Un orphelin chef de ménage, c’est un enfant...qui a été témoin du combat de ses parents contre la maladie ; qui s’est inquiété d’eux, les a nourri et soigné ; qui a vu que les amis, la famille, tout l’entourage les abandonnait ; à qui la famille élargie a pris la terre et la maison ; qui a du arrêter les études pour subvenir aux besoins de ses cadets ; qui s’inquiète en permanence et qui se sent responsable du lendemain ; un enfant dont les cadets dépendent matériellement et psychologiquement.
Chacune de ces lignes parlent des OCM rencontrés à Imboneza.

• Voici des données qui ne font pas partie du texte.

fn aql_string(s: &str) -> String {
    format!("'{}'", s.replace('\\', "\\\\").replace('\'', "\\'"))
}

#[cfg(test)]
mod tests {
    use super::*;
    use crate::compile_str;

    fn mapping() -> TableMappingConfig {
        let mut config = TableMappingConfig::default();
        config.insert(EntityType::Devices, "unified_devices");
        config
    }

    fn sql(input: &str) -> String {
        SqlTranslator::new(mapping()).translate(&compile_str(input).unwrap())
    }

    fn aql(input: &str) -> String {
        AqlTranslator::new(mapping()).translate(&compile_str(input).unwrap())
    }

    #[test]
    fn test_sql_select_and_count() {
        let out = sql("show flows");
        assert_eq!(out, r#"SELECT * FROM "flows""#);

        let out = sql("count devices where status = 'up'");
        assert!(out.contains("COUNT(*)"));
        assert!(out.contains(r#"FROM "unified_devices""#));
        assert!(out.contains(r#""status" = 'up'"#));
    }

    #[test]
    fn test_sql_end_to_end() {
        let out = sql(
            r#"FIND devices WHERE (status = "up" AND region = "us-east") OR ip BETWEEN "10.0.0.1" AND "10.0.0.255" ORDER BY hostname DESC LIMIT 50"#,
        );
        assert!(out.starts_with(r#"SELECT * FROM "unified_devices" WHERE "#));
        assert!(out.contains(r#""status" = 'up'"#));
        assert!(out.contains(r#""region" = 'us-east'"#));
        assert!(out.contains(r#""ip" BETWEEN '10.0.0.1' AND '10.0.0.255'"#));
        assert!(out.contains(" OR "));
        assert!(out.contains(r#"ORDER BY "hostname" DESC"#));
        assert!(out.ends_with("LIMIT 50"));
    }

    #[test]
    fn test_and_binds_tighter_than_or_in_both_outputs() {
        let input = "show flows where a = 1 or b = 2 and c = 3";

        let sql_out = sql(input);
        assert!(sql_out.contains(r#""a" = 1 OR "#));
        assert!(sql_out.contains(r#""b" = 2 AND "c" = 3"#));
        assert!(!sql_out.contains(r#"("a" = 1 OR "b" = 2)"#));

        let aql_out = aql(input);
        assert!(aql_out.contains("FILTER doc.a == 1 OR doc.b == 2 AND doc.c == 3"));

        let sql_out = sql("show flows where a = 1 and b = 2 or c = 3 and d = 4");
        assert!(sql_out.contains(r#""a" = 1 AND "b" = 2"#));
        assert!(sql_out.contains(r#""c" = 3 AND "d" = 4"#));
        assert!(sql_out.contains(" OR "));
    }

    #[test]
    fn test_floats_stay_floats() {
        let out = sql("show devices where load = 2.0 and n = 2");
        assert!(out.contains(r#""load" = 2.0 AND "n" = 2"#));

        let out = sql("show devices where load like 2.0");
        assert!(out.contains(r#""load" LIKE '2.0'"#));

        let out = sql("show devices where load in (1.5, 2.0)");
        assert!(out.contains(r#""load" IN (1.5, 2.0)"#));

        let out = aql("show devices where load = 2.0 and n = 2");
        assert!(out.contains("FILTER doc.load == 2.0 AND doc.n == 2"));

        assert_eq!(float_literal(1e21), "1e21");
    }

    #[test]
    fn test_every_comparison_operator() {
        let out = sql("show flows where a != 1 and b > 2 and c >= 3 and d < 4 and e <= 5");
        for expected in [r#""a" <> 1"#, r#""b" > 2"#, r#""c" >= 3"#, r#""d" < 4"#, r#""e" <= 5"#] {
            assert!(out.contains(expected), "{expected} in {out}");
        }

        let out = aql("show flows where a != 1 and b > 2 and c >= 3 and d < 4 and e <= 5");
        assert!(out.contains("doc.a != 1 AND doc.b > 2 AND doc.c >= 3 AND doc.d < 4 AND doc.e <= 5"));
    }

    #[test]
    fn test_sql_groups_keep_their_parentheses() {
        let out = sql("show flows where a = 1 and (b = 2 or c = 3)");
        assert!(out.contains(r#"("b" = 2 OR "c" = 3)"#));
    }

    #[test]
    fn test_sql_predicates() {
        let out = sql(
            "show flows where port in (22, 443) and owner is null and tag is not null and Name like 'web%'",
        );
        assert!(out.contains(r#""port" IN (22, 443)"#));
        assert!(out.contains(r#""owner" IS NULL"#));
        assert!(out.contains(r#""tag" IS NOT NULL"#));
        assert!(out.contains(r#""name" LIKE 'web%'"#));
    }

    #[test]
    fn test_sql_contains_escapes_wildcards() {
        assert_eq!(escape_like("50%_off\\"), "50\\%\\_off\\\\");

        let out = sql("show logs where message contains 'timeout'");
        assert!(out.contains(r#""message" LIKE"#));
        assert!(out.contains("%timeout%"));
        assert!(out.contains("ESCAPE"));
    }

    #[test]
    fn test_sql_qualified_field() {
        let out = sql("show flows where Devices.IP = 10.0.0.1");
        assert!(out.contains(r#""unified_devices"."ip" = '10.0.0.1'"#));
    }

    #[test]
    fn test_sql_dialects() {
        let query = compile_str("show devices where up = true limit 5").unwrap();

        let mysql = SqlTranslator::new(mapping())
            .with_dialect(SqlDialect::MySql)
            .translate(&query);
        assert!(mysql.contains("`unified_devices`"));
        assert!(mysql.contains("LIMIT 5"));

        let mut translator = SqlTranslator::new(mapping());
        translator.set_dialect("SQLite".parse().unwrap());
        assert_eq!(translator.dialect(), SqlDialect::Sqlite);
        assert!(translator.translate(&query).contains(r#""unified_devices""#));

        assert_eq!(
            "oracle".parse::<SqlDialect>(),
            Err(UnknownDialect("oracle".to_string()))
        );
    }

    #[test]
    fn test_aql_find() {
        let out = aql(
            r#"FIND devices WHERE (status = "up" AND region = "us-east") OR ip BETWEEN "10.0.0.1" AND "10.0.0.255" ORDER BY hostname DESC LIMIT 50"#,
        );
        assert_eq!(
            out,
            "FOR doc IN unified_devices\n  \
             FILTER (doc.status == 'up' AND doc.region == 'us-east') OR (doc.ip >= '10.0.0.1' AND doc.ip <= '10.0.0.255')\n  \
             SORT doc.hostname DESC\n  \
             LIMIT 50\n  \
             RETURN doc"
        );
    }

    #[test]
    fn test_aql_predicates() {
        let out = aql(
            "show flows where port in (22, 443) and note contains \"it's\" and owner is null \
             and tag is not null and bytes >= 1.5 and name like 'web%'",
        );
        assert!(out.contains("doc.port IN [22, 443]"));
        assert!(out.contains(r"CONTAINS(doc.note, 'it\'s')"));
        assert!(out.contains("doc.owner == null"));
        assert!(out.contains("doc.tag != null"));
        assert!(out.contains("doc.bytes >= 1.5"));
        assert!(out.contains("LIKE(doc.name, 'web%', true)"));
    }

    #[test]
    fn test_aql_count() {
        let out = aql("count flows where Flows.Proto = 'tcp'");
        assert_eq!(
            out,
            "RETURN LENGTH(\nFOR doc IN flows\n  FILTER doc.proto == 'tcp'\n  RETURN 1\n)"
        );
    }
}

Les OCM sont des jeunes dont la tristesse s’est muée en une profonde colère à laquelle ils ne peuvent pas se permettre de laisser libre cours. Il arrive à certains d’avoir vraiment du mal à se maîtriser, de « péter les plombs » en s’énervant contre leurs cadets par exemple. Ce qui est difficile pour eux, c’est que bien souvent, leurs frères et sœurs ne les reconnaissent pas dans ce rôle parental qui leur incombe de fait. Il n’est pas rare qu’ils aient des problèmes d’autorité sur ces petits qui n’en font qu’à leur tête et contestent leurs décisions. Alors en plus, si les difficultés surgissent à un moment où le jeune n’a pas mangé, il peut lui être très difficile de se contenir et de garder patience. Le groupe est là pour recevoir la tristesse, la colère, le découragement et pour qu’ils aient au mois un espace dans lequel ils peuvent se laisser en toute confiance. Imboneza est « leur refuge ».
Recommandations
A l’issue de cette réunion, je recommande à OSI d’adopter une ligne directrice consistant à parrainer en priorité les orphelins chefs de ménage suivis par l’Apecos, car il paraît confirmé qu’il s’agit d’enfants particulièrement fragilisés. Le parrainage d’un OCM profite à l’ensemble de sa fratrie et constitue un appui fondamental pour encourager ces jeunes qui font preuve d’une grande solidarité. Certains d’entre eux ont un ou plusieurs cadets VIH + sous traitement à leur charge, rajoutant un poids financier et moral à une situation déjà très difficile.